There are no deepfake threats. Deepfakes is just the hype word for digitally altering photos/videos. In the past doing this well was restricted to governments, large corporations, large institutions. And they did it regularly. Now individual human people can do it themselves. That's good. That's not bad in any form or manner.
I really enjoy generative AI and think that we're better off with it being in the open than controlled by specific corporations.
I also think this is an absurd comment. People are already making deepfakes of classmates, coworkers, etc. and sharing them around. I'll ignore the ethics of generating them for your own personal entertainment, but I can't think of any argument that you could make that when they start getting shared that this isn't "bad in any manner" - obviously this can cause emotional distress and damage to someone.
The difference is that rather than altered, they’re generated. It’s a new seeming-photograph that can’t be discovered as an alteration by checking against other photos to play “spot the difference”. Nobody really had this capability before.
I find your distinction between altering and creating to be ... a sidetrack. But okay, let's pretend I said "Deepfakes is just the hype word for digitally altering or creating photos/videos".
Large institutions/etc have definitely been able to create novel "photos" from scratch for a long time now. It was just a lot of work, which is why it was restricted to large groups of people with lots of capital. Now even individuals can do it. And that's good. The idea that prior to deepfakes that photos could not be created is not supported by my lived experience since the 1980s. Just look at any hollywood movie.

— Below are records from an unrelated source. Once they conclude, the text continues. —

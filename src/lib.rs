//! # Workspace Index
//!
//! Indexing, retrieval, and activity-feed backend for an AI agent dashboard.
//!
//! The agent works inside a single workspace directory: memory notes, task
//! lists, lead spreadsheets, daily logs. Workspace Index walks that tree,
//! classifies and chunks every indexable file, keeps the chunks in SQLite
//! (with an FTS5 mirror for keyword search), and records what the agent has
//! been doing in an append-only activity log.
//!
//! ## Architecture
//!
//! ```text
//! ┌─────────────┐   ┌──────────────────┐   ┌──────────┐
//! │  Workspace  │──▶│     Indexer      │──▶│  SQLite  │
//! │   (scan)    │   │ classify + chunk │   │   FTS5   │
//! └─────────────┘   └──────────────────┘   └────┬─────┘
//!                                               │
//!                        ┌──────────────────────┤
//!                        ▼                      ▼
//!                   ┌──────────┐          ┌──────────┐
//!                   │   CLI    │          │   HTTP   │
//!                   │  (wsi)   │          │  (axum)  │
//!                   └──────────┘          └──────────┘
//! ```
//!
//! Domain types, the store traits, and the storage-agnostic services
//! (chunking, classification, search, stats, activity feed, tasks) live in
//! the `workspace-index-core` crate. This crate adds the SQLite store, the
//! filesystem scanner, the indexing pipeline, the CLI, and the server.
//!
//! ## Quick Start
//!
//! ```bash
//! wsi init                      # create database
//! wsi reindex                   # index new and changed files
//! wsi search "quarterly goals" --source-type memory
//! wsi activity list
//! wsi serve                     # start the dashboard API
//! ```
//!
//! ## Modules
//!
//! | Module | Purpose |
//! |--------|---------|
//! | [`config`] | TOML configuration parsing |
//! | [`db`] | Database connection |
//! | [`migrate`] | Schema migrations |
//! | [`sqlite_store`] | SQLite implementation of the store traits |
//! | [`scan`] | Workspace walking and file summaries |
//! | [`indexer`] | Incremental reindex pipeline |
//! | [`cli`] | CLI command runners |
//! | [`server`] | Dashboard HTTP server |

pub mod cli;
pub mod config;
pub mod db;
pub mod indexer;
pub mod migrate;
pub mod scan;
pub mod server;
pub mod sqlite_store;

I see your point. I'm not sure I agree with all of the statements in your original comment but this one that caught my attention is a pretty minor distinction. CGI in movies is essentially this same thing but done manually by humans, sometimes even without input from the actor: see Carrie Fisher in whatever Star Wars movie I forgot.

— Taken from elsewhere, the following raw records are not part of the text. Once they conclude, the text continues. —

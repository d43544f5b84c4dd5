//! Structure-aware text chunker.
//!
//! Splits file content into [`ChunkSpan`]s that the indexer turns into
//! stored chunks. Two strategies:
//!
//! - **Flat** (CSV, text, JSON): greedy line packing. Lines are appended to a
//!   buffer until the next line would push it past `max_chunk_chars`; the
//!   buffer is then closed and a new one starts with that line. A line is
//!   never split, so a chunk holding one very long line may exceed the
//!   threshold.
//! - **Outline** (Markdown): a line starting with `#` opens a new chunk when
//!   the current chunk already has non-whitespace content. Chunks whose
//!   significant length (see [`significant_len`]) is below `min_chunk_chars`
//!   are discarded as noise.
//!
//! Every chunk after the first carries the tail of the previous chunk as
//! `context`. Stored text is capped at `max_content_chars`; the cap is a
//! storage limit and is independent of the chunking threshold.
//!
//! # Example
//!
//! ```rust
//! use workspace_index_core::chunk::{chunk_content, ChunkerConfig};
//!
//! let spans = chunk_content("# A\nhello\n# B\nworld\n", true, &ChunkerConfig::default());
//! assert_eq!(spans.len(), 2);
//! assert_eq!(spans[1].line_start, 3);
//! assert_eq!(spans[1].context.as_deref(), Some("# A\nhello\n"));
//! ```

/// Header marker that opens a new outline section.
const HEADER_MARKER: char = '#';

/// Chunking parameters. All lengths are in characters, not bytes.
#[derive(Debug, Clone, PartialEq, Eq)]
pub struct ChunkerConfig {
    /// Flat-mode packing threshold.
    pub max_chunk_chars: usize,
    /// Hard cap on stored chunk text.
    pub max_content_chars: usize,
    /// Outline chunks shorter than this are dropped.
    pub min_chunk_chars: usize,
    /// Length of the previous-chunk tail stored as `context`.
    pub context_chars: usize,
}

impl Default for ChunkerConfig {
    fn default() -> Self {
        Self {
            max_chunk_chars: 1000,
            max_content_chars: 10_000,
            min_chunk_chars: 10,
            context_chars: 100,
        }
    }
}

/// One chunk of a file, with 1-based inclusive line bounds.
#[derive(Debug, Clone, PartialEq, Eq)]
pub struct ChunkSpan {
    pub text: String,
    pub line_start: usize,
    pub line_end: usize,
    pub context: Option<String>,
}

struct RawChunk {
    text: String,
    line_start: usize,
    line_end: usize,
}

/// Split `content` into chunks.
///
/// Whitespace-only content yields no chunks. Output is deterministic for a
/// given input and config.
pub fn chunk_content(content: &str, is_outline: bool, config: &ChunkerConfig) -> Vec<ChunkSpan> {
    if content.trim().is_empty() {
        return Vec::new();
    }

    let raw = if is_outline {
        split_outline(content)
    } else {
        pack_lines(content, config.max_chunk_chars)
    };

    let mut spans: Vec<ChunkSpan> = Vec::with_capacity(raw.len());
    let mut previous: Option<String> = None;

    for chunk in raw {
        if chunk.text.trim().is_empty() {
            continue;
        }
        if is_outline && significant_len(&chunk.text) < config.min_chunk_chars {
            continue;
        }

        let context = previous
            .as_deref()
            .map(|prev| tail_chars(prev, config.context_chars).to_string());
        let text = truncate_chars(&chunk.text, config.max_content_chars).to_string();
        previous = Some(chunk.text);

        spans.push(ChunkSpan {
            text,
            line_start: chunk.line_start,
            line_end: chunk.line_end,
            context,
        });
    }

    spans
}

/// Lines of `content` split on `\n`. A trailing newline does not produce an
/// extra empty line.
fn lines(content: &str) -> impl Iterator<Item = &str> {
    let body = content.strip_suffix('\n').unwrap_or(content);
    body.split('\n')
}

fn pack_lines(content: &str, max_chars: usize) -> Vec<RawChunk> {
    let mut chunks = Vec::new();
    let mut buf = String::new();
    let mut buf_chars = 0usize;
    let mut line_start = 1usize;
    let mut last_line = 0usize;

    for (i, line) in lines(content).enumerate() {
        let line_no = i + 1;
        let line_chars = line.chars().count();

        if !buf.is_empty() && buf_chars + line_chars > max_chars {
            chunks.push(RawChunk {
                text: std::mem::take(&mut buf),
                line_start,
                line_end: line_no - 1,
            });
            buf_chars = 0;
            line_start = line_no;
        }

        buf.push_str(line);
        buf.push('\n');
        buf_chars += line_chars + 1;
        last_line = line_no;
    }

    if !buf.is_empty() {
        chunks.push(RawChunk {
            text: buf,
            line_start,
            line_end: last_line,
        });
    }

    chunks
}

fn split_outline(content: &str) -> Vec<RawChunk> {
    let mut chunks = Vec::new();
    let mut buf = String::new();
    let mut line_start = 1usize;
    let mut last_line = 0usize;

    for (i, line) in lines(content).enumerate() {
        let line_no = i + 1;

        if line.starts_with(HEADER_MARKER) && !buf.trim().is_empty() {
            chunks.push(RawChunk {
                text: std::mem::take(&mut buf),
                line_start,
                line_end: line_no - 1,
            });
            line_start = line_no;
        }

        buf.push_str(line);
        buf.push('\n');
        last_line = line_no;
    }

    if !buf.trim().is_empty() {
        chunks.push(RawChunk {
            text: buf,
            line_start,
            line_end: last_line,
        });
    }

    chunks
}

/// First `max` characters of `s`, cut on a char boundary.
pub fn truncate_chars(s: &str, max: usize) -> &str {
    match s.char_indices().nth(max) {
        Some((idx, _)) => &s[..idx],
        None => s,
    }
}

/// Length of `text` without surrounding blank padding.
///
/// Leading and trailing whitespace is ignored, except that the newline
/// ending the last non-blank line counts as part of that line. A header
/// followed by blank lines therefore measures the same as the bare header
/// line.
pub fn significant_len(text: &str) -> usize {
    let body = text.trim();
    let terminated = text
        .trim_start()
        .get(body.len()..)
        .map_or(false, |rest| rest.starts_with('\n'));
    body.chars().count() + usize::from(terminated)
}

/// Last `n` characters of `s`, cut on a char boundary.
pub fn tail_chars(s: &str, n: usize) -> &str {
    if n == 0 {
        return "";
    }
    match s.char_indices().rev().nth(n - 1) {
        Some((idx, _)) => &s[idx..],
        None => s,
    }
}

#[cfg(test)]
mod tests {
    use super::*;

    fn cfg(max_chunk_chars: usize) -> ChunkerConfig {
        ChunkerConfig {
            max_chunk_chars,
            ..ChunkerConfig::default()
        }
    }

    #[test]
    fn test_empty_and_whitespace_yield_nothing() {
        assert!(chunk_content("", false, &cfg(1000)).is_empty());
        assert!(chunk_content("  \n\n\t\n", true, &cfg(1000)).is_empty());
    }

    #[test]
    fn test_small_flat_text_single_chunk() {
        let spans = chunk_content("a,b\n1,2\n", false, &cfg(1000));
        assert_eq!(spans.len(), 1);
        assert_eq!(spans[0].text, "a,b\n1,2\n");
        assert_eq!(spans[0].line_start, 1);
        assert_eq!(spans[0].line_end, 2);
        assert!(spans[0].context.is_none());
    }

    #[test]
    fn test_flat_never_splits_a_line() {
        let content: String = (0..200)
            .map(|i| format!("row {} with some padding text", i))
            .collect::<Vec<_>>()
            .join("\n");
        let spans = chunk_content(&content, false, &cfg(120));
        assert!(spans.len() > 1);

        let rebuilt: String = spans.iter().map(|s| s.text.as_str()).collect();
        assert_eq!(rebuilt, format!("{}\n", content));
        for s in &spans {
            assert!(s.text.ends_with('\n'));
            assert!(s.text.chars().count() <= 120 + 40);
        }
    }

    #[test]
    fn test_flat_line_ranges_are_contiguous() {
        let content = "aaaa\nbbbb\ncccc\ndddd\neeee\n";
        let spans = chunk_content(content, false, &cfg(10));
        let mut expected_start = 1;
        for s in &spans {
            assert_eq!(s.line_start, expected_start);
            assert!(s.line_end >= s.line_start);
            expected_start = s.line_end + 1;
        }
        assert_eq!(expected_start, 6);
    }

    #[test]
    fn test_flat_oversized_single_line_kept_whole() {
        let long = "x".repeat(2500);
        let content = format!("short\n{}\ntail\n", long);
        let spans = chunk_content(&content, false, &cfg(1000));
        assert_eq!(spans.len(), 3);
        assert_eq!(spans[1].text, format!("{}\n", long));
        assert_eq!(spans[1].line_start, 2);
        assert_eq!(spans[1].line_end, 2);
    }

    #[test]
    fn test_outline_splits_before_headers() {
        let content = "# A\nhello\n# B\nworld\n";
        let spans = chunk_content(content, true, &ChunkerConfig::default());
        assert_eq!(spans.len(), 2);
        assert_eq!(spans[0].text, "# A\nhello\n");
        assert_eq!((spans[0].line_start, spans[0].line_end), (1, 2));
        assert_eq!(spans[1].text, "# B\nworld\n");
        assert_eq!((spans[1].line_start, spans[1].line_end), (3, 4));
    }

    #[test]
    fn test_outline_boundary_only_at_header_lines() {
        let content = "intro line one\n\n# One\nbody one\nmore body\n## Two\nbody two is here\n# Three\nbody three is here\n";
        let spans = chunk_content(content, true, &ChunkerConfig::default());
        let lines: Vec<&str> = content.lines().collect();
        for s in spans.iter().skip(1) {
            assert!(lines[s.line_start - 1].starts_with('#'));
            assert!(s.text.starts_with('#'));
        }
        assert_eq!(spans.len(), 4);
    }

    #[test]
    fn test_outline_leading_header_does_not_create_empty_chunk() {
        let content = "# Title\n# Subtitle\nsome body text here\n";
        let spans = chunk_content(content, true, &ChunkerConfig::default());
        // "# Title\n" is 8 chars, below the minimum
        assert_eq!(spans.len(), 1);
        assert!(spans[0].text.starts_with("# Subtitle"));
        assert_eq!(spans[0].line_start, 2);
    }

    #[test]
    fn test_outline_discards_short_chunks() {
        let content = "# A\nok\n# Real section\nwith enough content\n";
        let spans = chunk_content(content, true, &ChunkerConfig::default());
        assert_eq!(spans.len(), 1);
        assert!(spans[0].text.starts_with("# Real section"));
        // context comes from the previous *emitted* chunk
        assert!(spans[0].context.is_none());
    }

    #[test]
    fn test_outline_blank_padding_does_not_count_toward_minimum() {
        let content = "# Title\n\n\n\n# Body section here\n";
        let spans = chunk_content(content, true, &ChunkerConfig::default());
        assert_eq!(spans.len(), 1);
        assert_eq!(spans[0].text, "# Body section here\n");
        assert_eq!(spans[0].line_start, 5);

        let padded = "   \n# Hi\n\n\t\n   \n# Second part with body\n";
        let spans = chunk_content(padded, true, &ChunkerConfig::default());
        assert_eq!(spans.len(), 1);
        assert!(spans[0].text.starts_with("# Second"));
    }

    #[test]
    fn test_significant_len_ignores_padding() {
        assert_eq!(significant_len("# Title\n\n\n\n"), 8);
        assert_eq!(significant_len("# Title\n"), 8);
        assert_eq!(significant_len("# Title"), 7);
        assert_eq!(significant_len("\n\n  # A\nhello\n  \n"), 10);
        assert_eq!(significant_len(" \n\t "), 0);
    }

    #[test]
    fn test_context_is_tail_of_previous_chunk() {
        let first = format!("# First\n{}\n", "a".repeat(300));
        let content = format!("{}# Second\nbody of the second section\n", first);
        let spans = chunk_content(&content, true, &ChunkerConfig::default());
        assert_eq!(spans.len(), 2);
        let ctx = spans[1].context.as_deref().unwrap();
        assert_eq!(ctx.chars().count(), 100);
        assert!(first.ends_with(ctx));
    }

    #[test]
    fn test_content_truncated_to_cap() {
        let config = ChunkerConfig {
            max_content_chars: 50,
            ..ChunkerConfig::default()
        };
        let content = format!("# Big\n{}\n", "é".repeat(500));
        let spans = chunk_content(&content, true, &config);
        assert_eq!(spans.len(), 1);
        assert_eq!(spans[0].text.chars().count(), 50);
    }

    #[test]
    fn test_deterministic() {
        let content = "# A\nalpha alpha\n# B\nbeta beta\n# C\ngamma gamma\n";
        let c1 = chunk_content(content, true, &ChunkerConfig::default());
        let c2 = chunk_content(content, true, &ChunkerConfig::default());
        assert_eq!(c1, c2);
        let f1 = chunk_content(content, false, &cfg(12));
        let f2 = chunk_content(content, false, &cfg(12));
        assert_eq!(f1, f2);
    }

    #[test]
    fn test_char_helpers_respect_utf8() {
        let s = "┌──┐ héllo";
        assert_eq!(truncate_chars(s, 3), "┌──");
        assert_eq!(tail_chars(s, 5), "héllo");
        assert_eq!(tail_chars(s, 100), s);
        assert_eq!(tail_chars(s, 0), "");
        assert_eq!(truncate_chars(s, 100), s);
    }
}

There's still something about the scale of effort that seems to change this, though. For example, even if a government could hire people to produce a fake photograph, and even do so in time to use the photograph for some political manipulation, I'm not so convinced they could do so with a video. Even considering that large organizations could already do this technically, the ease of function that this allows is pretty worrying, though I do otherwise think it is a good thing that this technology is "out of the bag", so to speak.
Deepfake videos are quite terrible right now. The frame to frame consistency for novel created images in series is difficult to do with stablediffusion even with controlnet, etc. Maybe in another handful of years novel deepfakes videos will look real. But right now they definitely do not.

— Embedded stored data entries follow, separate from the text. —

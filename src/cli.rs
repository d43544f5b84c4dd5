//! CLI command runners.
//!
//! Each `run_*` function opens the store, calls into the core services, and
//! prints a human-readable report to stdout. The HTTP server exposes the same
//! operations as JSON; see [`crate::server`].

use anyhow::Result;
use std::time::Duration;
use tokio_util::sync::CancellationToken;

use workspace_index_core::activity::{ActivityFeed, ActivityQuery};
use workspace_index_core::models::{
    ActivityMetadata, ActivityRecord, ActivityStatus, NewActivity, SourceType, TaskStatus,
};
use workspace_index_core::search::{search_with_context, SearchFilters, SearchRequest};
use workspace_index_core::stats::index_stats;
use workspace_index_core::store::{IndexStore, SortOrder};
use workspace_index_core::tasks::{self, TaskFilter};

use crate::config::Config;
use crate::indexer::{arm_deadline, now_ms, reindex, FileStatus, IndexerOptions};
use crate::scan::{scan_workspace, ScanOptions};
use crate::sqlite_store::SqliteStore;
use crate::{db, migrate};

/// Connect and make sure the schema exists.
pub async fn open_store(config: &Config) -> Result<SqliteStore> {
    let pool = db::connect(config).await?;
    migrate::apply_schema(&pool).await?;
    Ok(SqliteStore::new(pool))
}

/// `wsi scan`: list indexable files without touching the index.
pub fn run_scan(config: &Config) -> Result<()> {
    let entries = scan_workspace(
        &config.workspace.root,
        &ScanOptions::from(&config.workspace),
    )?;

    if entries.is_empty() {
        println!("No indexable files under {}", config.workspace.root.display());
        return Ok(());
    }

    println!(
        "  {:<48} {:>6} {:>10}   {}",
        "PATH", "TYPE", "SIZE", "MODIFIED"
    );
    println!("  {}", "-".repeat(82));
    for e in &entries {
        println!(
            "  {:<48} {:>6} {:>10}   {}",
            e.path,
            e.file_type,
            format_bytes(e.size),
            format_ts_relative(e.modified)
        );
    }
    println!();
    println!("{} files", entries.len());
    Ok(())
}

/// `wsi reindex`: run one pass, cancellable with Ctrl-C.
pub async fn run_reindex(config: &Config, full: bool, prune: bool) -> Result<()> {
    let store = open_store(config).await?;

    let mut options = IndexerOptions::from_config(config);
    options.full = full;
    options.prune_missing |= prune;

    let cancel = CancellationToken::new();
    let _deadline = arm_deadline(
        &cancel,
        config.indexing.deadline_secs.map(Duration::from_secs),
    );
    let ctrl_c = {
        let token = cancel.clone();
        tokio::spawn(async move {
            if tokio::signal::ctrl_c().await.is_ok() {
                tracing::warn!("interrupt received, stopping after current file");
                token.cancel();
            }
        })
    };

    let result = reindex(&store, &config.workspace.root, &options, &cancel).await;
    ctrl_c.abort();
    let summary = result?;

    println!("reindex {}", config.workspace.root.display());
    for f in &summary.files {
        match f.status {
            FileStatus::Indexed => println!("  indexed  {} ({} chunks)", f.path, f.chunks),
            FileStatus::Removed => println!("  removed  {} ({} chunks)", f.path, f.chunks),
            FileStatus::Empty => println!("  empty    {}", f.path),
            FileStatus::Failed => println!(
                "  failed   {}: {}",
                f.path,
                f.error.as_deref().unwrap_or("unknown error")
            ),
            FileStatus::Skipped => {}
        }
    }
    println!("  scanned: {}", summary.scanned);
    println!("  indexed: {}", summary.indexed);
    println!("  skipped: {}", summary.skipped);
    println!("  empty: {}", summary.empty);
    println!("  failed: {}", summary.failed);
    if summary.removed > 0 {
        println!("  removed: {}", summary.removed);
    }
    if summary.cancelled {
        println!("cancelled");
    } else {
        println!("ok");
    }

    store.pool().close().await;
    Ok(())
}

/// `wsi search`: filtered keyword search.
pub async fn run_search(
    config: &Config,
    query: &str,
    filters: SearchFilters,
    limit: Option<usize>,
) -> Result<()> {
    let store = open_store(config).await?;
    let req = SearchRequest {
        query,
        filters,
        limit,
    };
    let hits = search_with_context(&store, &req, &config.retrieval_limits()).await?;

    if hits.is_empty() {
        println!("No results.");
        store.pool().close().await;
        return Ok(());
    }

    for (i, hit) in hits.iter().enumerate() {
        let c = &hit.chunk;
        println!("{}. {} / {}", i + 1, c.source_type, c.title);
        println!("    file: {}", c.file_path);
        if let (Some(start), Some(end)) = (c.line_number, c.line_end) {
            println!("    lines: {}-{}", start, end);
        }
        println!("    type: {} ({})", c.file_type, c.content_type);
        println!("    indexed: {}", format_ts_relative(c.last_indexed));
        println!(
            "    excerpt: \"{}\"",
            hit.match_context.replace('\n', " ").trim()
        );
        println!("    id: {}", c.id);
        println!();
    }

    store.pool().close().await;
    Ok(())
}

/// `wsi stats`: index overview.
pub async fn run_stats(config: &Config) -> Result<()> {
    let store = open_store(config).await?;
    let stats = index_stats(&store).await?;

    let db_size = std::fs::metadata(&config.db.path)
        .map(|m| m.len())
        .unwrap_or(0);

    println!("Workspace Index Stats");
    println!("=====================");
    println!();
    println!("  Workspace:   {}", config.workspace.root.display());
    println!("  Database:    {}", config.db.path.display());
    println!("  Size:        {}", format_bytes(db_size));
    println!();
    println!("  Files:       {}", stats.total_files);
    println!("  Chunks:      {}", stats.total_indexed);
    println!(
        "  Last index:  {}",
        stats
            .last_index_time
            .map(format_ts_relative)
            .unwrap_or_else(|| "never".to_string())
    );

    if !stats.by_source_type.is_empty() {
        println!();
        println!("  By source type:");
        for (source_type, count) in &stats.by_source_type {
            println!("    {:<12} {:>8}", source_type, count);
        }
    }
    if !stats.by_file_type.is_empty() {
        println!();
        println!("  By file type:");
        for (file_type, count) in &stats.by_file_type {
            println!("    {:<12} {:>8}", file_type, count);
        }
    }
    println!();

    store.pool().close().await;
    Ok(())
}

/// `wsi files`: indexed files grouped by path.
pub async fn run_files(config: &Config) -> Result<()> {
    let store = open_store(config).await?;
    let files = store.indexed_files().await?;

    if files.is_empty() {
        println!("Index is empty.");
    } else {
        println!(
            "  {:<48} {:<10} {:>6}   {}",
            "PATH", "SOURCE", "CHUNKS", "INDEXED"
        );
        println!("  {}", "-".repeat(82));
        for f in &files {
            println!(
                "  {:<48} {:<10} {:>6}   {}",
                f.file_path,
                f.source_type.as_str(),
                f.chunk_count,
                format_ts_relative(f.last_indexed)
            );
        }
    }

    store.pool().close().await;
    Ok(())
}

/// `wsi clear <path>`: drop a file's chunks.
pub async fn run_clear(config: &Config, path: &str) -> Result<()> {
    let store = open_store(config).await?;
    let removed = store.clear_file(path).await?;
    println!("cleared {} ({} chunks)", path, removed);
    store.pool().close().await;
    Ok(())
}

/// Arguments of `wsi activity log`.
pub struct LogArgs {
    pub action_type: String,
    pub description: String,
    pub status: ActivityStatus,
    pub source: Option<String>,
    pub file_path: Option<String>,
    pub task_id: Option<String>,
    pub duration: Option<i64>,
    pub error: Option<String>,
}

pub async fn run_activity_log(config: &Config, args: LogArgs) -> Result<()> {
    let store = open_store(config).await?;
    let metadata = ActivityMetadata {
        file_path: args.file_path,
        task_id: args.task_id,
        duration: args.duration,
        error: args.error,
    };
    let activity = NewActivity {
        action_type: args.action_type,
        description: args.description,
        status: args.status,
        metadata: (metadata != ActivityMetadata::default()).then_some(metadata),
        source: args.source,
    };

    let feed = ActivityFeed::new(&store, config.feed_settings());
    let record = feed.log(activity, now_ms()).await?;
    println!("logged {} at {}", record.id, record.timestamp);

    store.pool().close().await;
    Ok(())
}

pub async fn run_activity_list(config: &Config, query: ActivityQuery) -> Result<()> {
    let store = open_store(config).await?;
    let feed = ActivityFeed::new(&store, config.feed_settings());
    let page = feed.list(&query).await?;

    if page.items.is_empty() {
        println!("No activity.");
    }
    for record in &page.items {
        print_activity(record);
    }
    if let Some(cursor) = page.next_cursor {
        println!();
        println!("more: --cursor {}", cursor);
    }

    store.pool().close().await;
    Ok(())
}

pub async fn run_activity_range(config: &Config, start: i64, end: i64, order: SortOrder) -> Result<()> {
    let store = open_store(config).await?;
    let feed = ActivityFeed::new(&store, config.feed_settings());
    let items = feed.list_by_range(start, end, order).await?;

    if items.is_empty() {
        println!("No activity.");
    }
    for record in &items {
        print_activity(record);
    }

    store.pool().close().await;
    Ok(())
}

pub async fn run_activity_stats(config: &Config) -> Result<()> {
    let store = open_store(config).await?;
    let feed = ActivityFeed::new(&store, config.feed_settings());
    let stats = feed.stats(now_ms()).await?;

    println!("Activity (last {}h)", config.activity.window_hours);
    println!("  total:   {}", stats.total);
    println!("  success: {}", stats.success);
    println!("  failed:  {}", stats.failed);
    println!("  pending: {}", stats.pending);
    match &stats.last_activity {
        Some(last) => println!(
            "  last:    {} {} ({})",
            last.action_type,
            last.description,
            format_ts_relative(last.timestamp)
        ),
        None => println!("  last:    none"),
    }

    store.pool().close().await;
    Ok(())
}

fn print_activity(record: &ActivityRecord) {
    println!(
        "{}  {:<8} {:<16} {}",
        format_ts_iso(record.timestamp),
        record.status.as_str(),
        record.action_type,
        record.description
    );
    if let Some(error) = record.metadata.as_ref().and_then(|m| m.error.as_deref()) {
        println!("    error: {}", error);
    }
}

pub async fn run_tasks_list(config: &Config, status: Option<TaskStatus>) -> Result<()> {
    let store = open_store(config).await?;
    let filter = TaskFilter {
        status,
        ..TaskFilter::default()
    };
    let list = tasks::list(&store, &filter).await?;

    if list.is_empty() {
        println!("No scheduled tasks.");
    }
    for t in &list {
        println!(
            "{}  {:<10} {:<24} {} {}",
            format_ts_iso(t.next_run_at),
            t.status.as_str(),
            t.name,
            t.schedule_type.as_str(),
            t.schedule_expr
        );
        println!("    id: {}", t.id);
    }

    store.pool().close().await;
    Ok(())
}

/// Parse a `--source-type` flag value.
pub fn parse_source_type(raw: &str) -> Result<SourceType, String> {
    raw.parse::<SourceType>().map_err(|e| e.to_string())
}

/// Parse an `--order` flag value.
pub fn parse_order(raw: &str) -> Result<SortOrder, String> {
    match raw.trim().to_ascii_lowercase().as_str() {
        "asc" => Ok(SortOrder::Asc),
        "desc" => Ok(SortOrder::Desc),
        other => Err(format!("unknown order '{}': expected asc or desc", other)),
    }
}

/// Format a byte count as a human-readable string.
fn format_bytes(bytes: u64) -> String {
    if bytes < 1024 {
        format!("{} B", bytes)
    } else if bytes < 1024 * 1024 {
        format!("{:.1} KB", bytes as f64 / 1024.0)
    } else {
        format!("{:.1} MB", bytes as f64 / (1024.0 * 1024.0))
    }
}

/// Format a Unix-millisecond timestamp as a relative string (e.g. "3 hours ago").
fn format_ts_relative(ts_ms: i64) -> String {
    let delta = (now_ms() - ts_ms) / 1000;

    if delta < 0 {
        return format_ts_iso(ts_ms);
    }

    if delta < 60 {
        "just now".to_string()
    } else if delta < 3600 {
        let mins = delta / 60;
        format!("{} min{} ago", mins, if mins == 1 { "" } else { "s" })
    } else if delta < 86400 {
        let hours = delta / 3600;
        format!("{} hour{} ago", hours, if hours == 1 { "" } else { "s" })
    } else if delta < 86400 * 30 {
        let days = delta / 86400;
        format!("{} day{} ago", days, if days == 1 { "" } else { "s" })
    } else {
        format_ts_iso(ts_ms)
    }
}

fn format_ts_iso(ts_ms: i64) -> String {
    chrono::DateTime::from_timestamp_millis(ts_ms)
        .map(|dt| dt.format("%Y-%m-%d %H:%M").to_string())
        .unwrap_or_else(|| ts_ms.to_string())
}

Unless you're reversing your prior point and now talking exclusively about only deepfakes that alter existing video (like face replacement) and not about novel created from scratch video. The face replacement stuff can almost look real.
I don't think photos are the real issue, it's video with voice.
Think of telephone scams, and now apply deepfake versions of a family member to it. Imagine your 70yo aunt having to deal with knowing if the whatsapp audio or zoom call that sounds/looks like you is really you.
I don't think this was possible before, feel free to prove me wrong with some evidence.
In the past to find the right person to imitate someone elses voice you'd have to do a lot of casting trials/etc that would cost a lot of money. So it was restricted to only large corps, governments, institutions, etc. But now any human person can do it. And that's great.